The episode received positive reviews from television critics. Eric Goldman of IGN gave the episode an 8.2 out of 10, indicating that it was "great". Writing that it was entertaining and developed the plot well, he also lauded Mac's reappearance and her new love interest, opining that it created some interesting character moments for Mac. He was also pleased that the episode "ultimately ended on an optimistic note for Mac and her potential new guy." However, he thought that the episode, as well as the show in general, could not handle controversial issues such as animal testing delicately. Keith McDuffee of AOL TV gave mixed opinions on the development of the show's romantic relationships in the episode; he commented, "And as for Piz trying to woo Veronica a bit, I actually found myself saying "thank God" when [Veronica] was at Logan's door later in the episode." He compared Piz negatively to Logan at the beginning of the first season, and stated that "alas, Piz will have his chance again soon." Television Without Pity graded the episode an "A".
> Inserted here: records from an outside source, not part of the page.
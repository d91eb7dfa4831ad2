use fishbone_protocol::{Card, Connector, Rect};

use crate::layout::{Event, Metrics};

const CONNECTOR_WIDTH: f64 = 1.0;

/// Maps (time index, lane) pairs to pixel rectangles for one cycle.
///
/// Even lanes stack upward from the ruler's top edge, odd lanes downward
/// from its bottom edge. Lane pair `n` has its far edge `(n + 1)` spacing
/// steps out from the ruler, so the outermost pair's far edges land exactly
/// on the viewport edges when the spacing resolver compresses. At natural
/// spacing this leaves the innermost pair the fixed clearance plus the
/// inter-card gap off the ruler band.
#[derive(Debug, Clone, Copy)]
pub struct CardMapper {
    metrics: Metrics,
    lane_spacing: f64,
    ruler_top: f64,
    ruler_bottom: f64,
}

impl CardMapper {
    pub fn new(metrics: Metrics, lane_spacing: f64, ruler_top: f64, ruler_bottom: f64) -> Self {
        Self {
            metrics,
            lane_spacing,
            ruler_top,
            ruler_bottom,
        }
    }

    /// Horizontal center of the leaf segment at `time_index`.
    pub fn segment_center(&self, time_index: usize) -> f64 {
        let m = &self.metrics;
        m.margin + time_index as f64 * m.segment_width + m.segment_width / 2.0
    }

    fn card_top(&self, lane: usize) -> f64 {
        let m = &self.metrics;
        let steps = (lane / 2 + 1) as f64;
        if lane % 2 == 0 {
            self.ruler_top - steps * self.lane_spacing
        } else {
            self.ruler_bottom + steps * self.lane_spacing - m.card_height
        }
    }

    pub fn card_rect(&self, event: &Event) -> Rect {
        let m = &self.metrics;
        Rect::new(
            self.segment_center(event.time_index) - m.card_width / 2.0,
            self.card_top(event.lane),
            m.card_width,
            m.card_height,
        )
    }

    /// Vertical leader line from the ruler edge to the card's near edge,
    /// overreaching into the card by the fixed overlap so the join never
    /// shows a gap. Under heavy compression the inner cards overlap the
    /// ruler band; the connector then degenerates to zero height rather
    /// than a negative extent.
    pub fn connector_rect(&self, event: &Event) -> Rect {
        let m = &self.metrics;
        let x = self.segment_center(event.time_index) - CONNECTOR_WIDTH / 2.0;
        let card_top = self.card_top(event.lane);
        if event.lane % 2 == 0 {
            let y = card_top + m.card_height - m.connector_overlap;
            Rect::new(x, y, CONNECTOR_WIDTH, (self.ruler_top - y).max(0.0))
        } else {
            Rect::new(
                x,
                self.ruler_bottom,
                CONNECTOR_WIDTH,
                (card_top + m.connector_overlap - self.ruler_bottom).max(0.0),
            )
        }
    }

    pub fn card(&self, event: &Event) -> Card {
        Card {
            rect: self.card_rect(event),
            fill: event.color,
            text_color: event.color.contrast_text(),
            label: event.label.clone(),
            marked: event.marked,
            row: event.row,
        }
    }

    pub fn connector(&self, event: &Event) -> Connector {
        Connector {
            rect: self.connector_rect(event),
            row: event.row,
        }
    }
}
Rowan Kaiser, writing for The A.V. Club, praised the episode, arguing that "this is one of the few episodes so far that is both satisfying on its own and uses the higher education setting as a strength, instead of fighting it as a weakness." She praised the episode's treatment of the animal rights group as well as Mac's prominent role. She also lauded Keith's investigation into the dean's death, particularly the scene in which he encounters Veronica's criminology professor in a bar, which Kaiser described as "Keith discovering someone who may well be a match for him intellectually." Reviewer Alan Sepinwall, on his blog What's Alan Watching?, enjoyed the episode, calling the main plot the "Best Mystery of the Week in quite some time." In addition, he enjoyed the contrast between Veronica and Keith's methods of undercover work, writing that Veronica is less subtle in this area. In addition, he praised the more humorous aspects of the episode, particularly the performances in this regard by Bell and Majorino.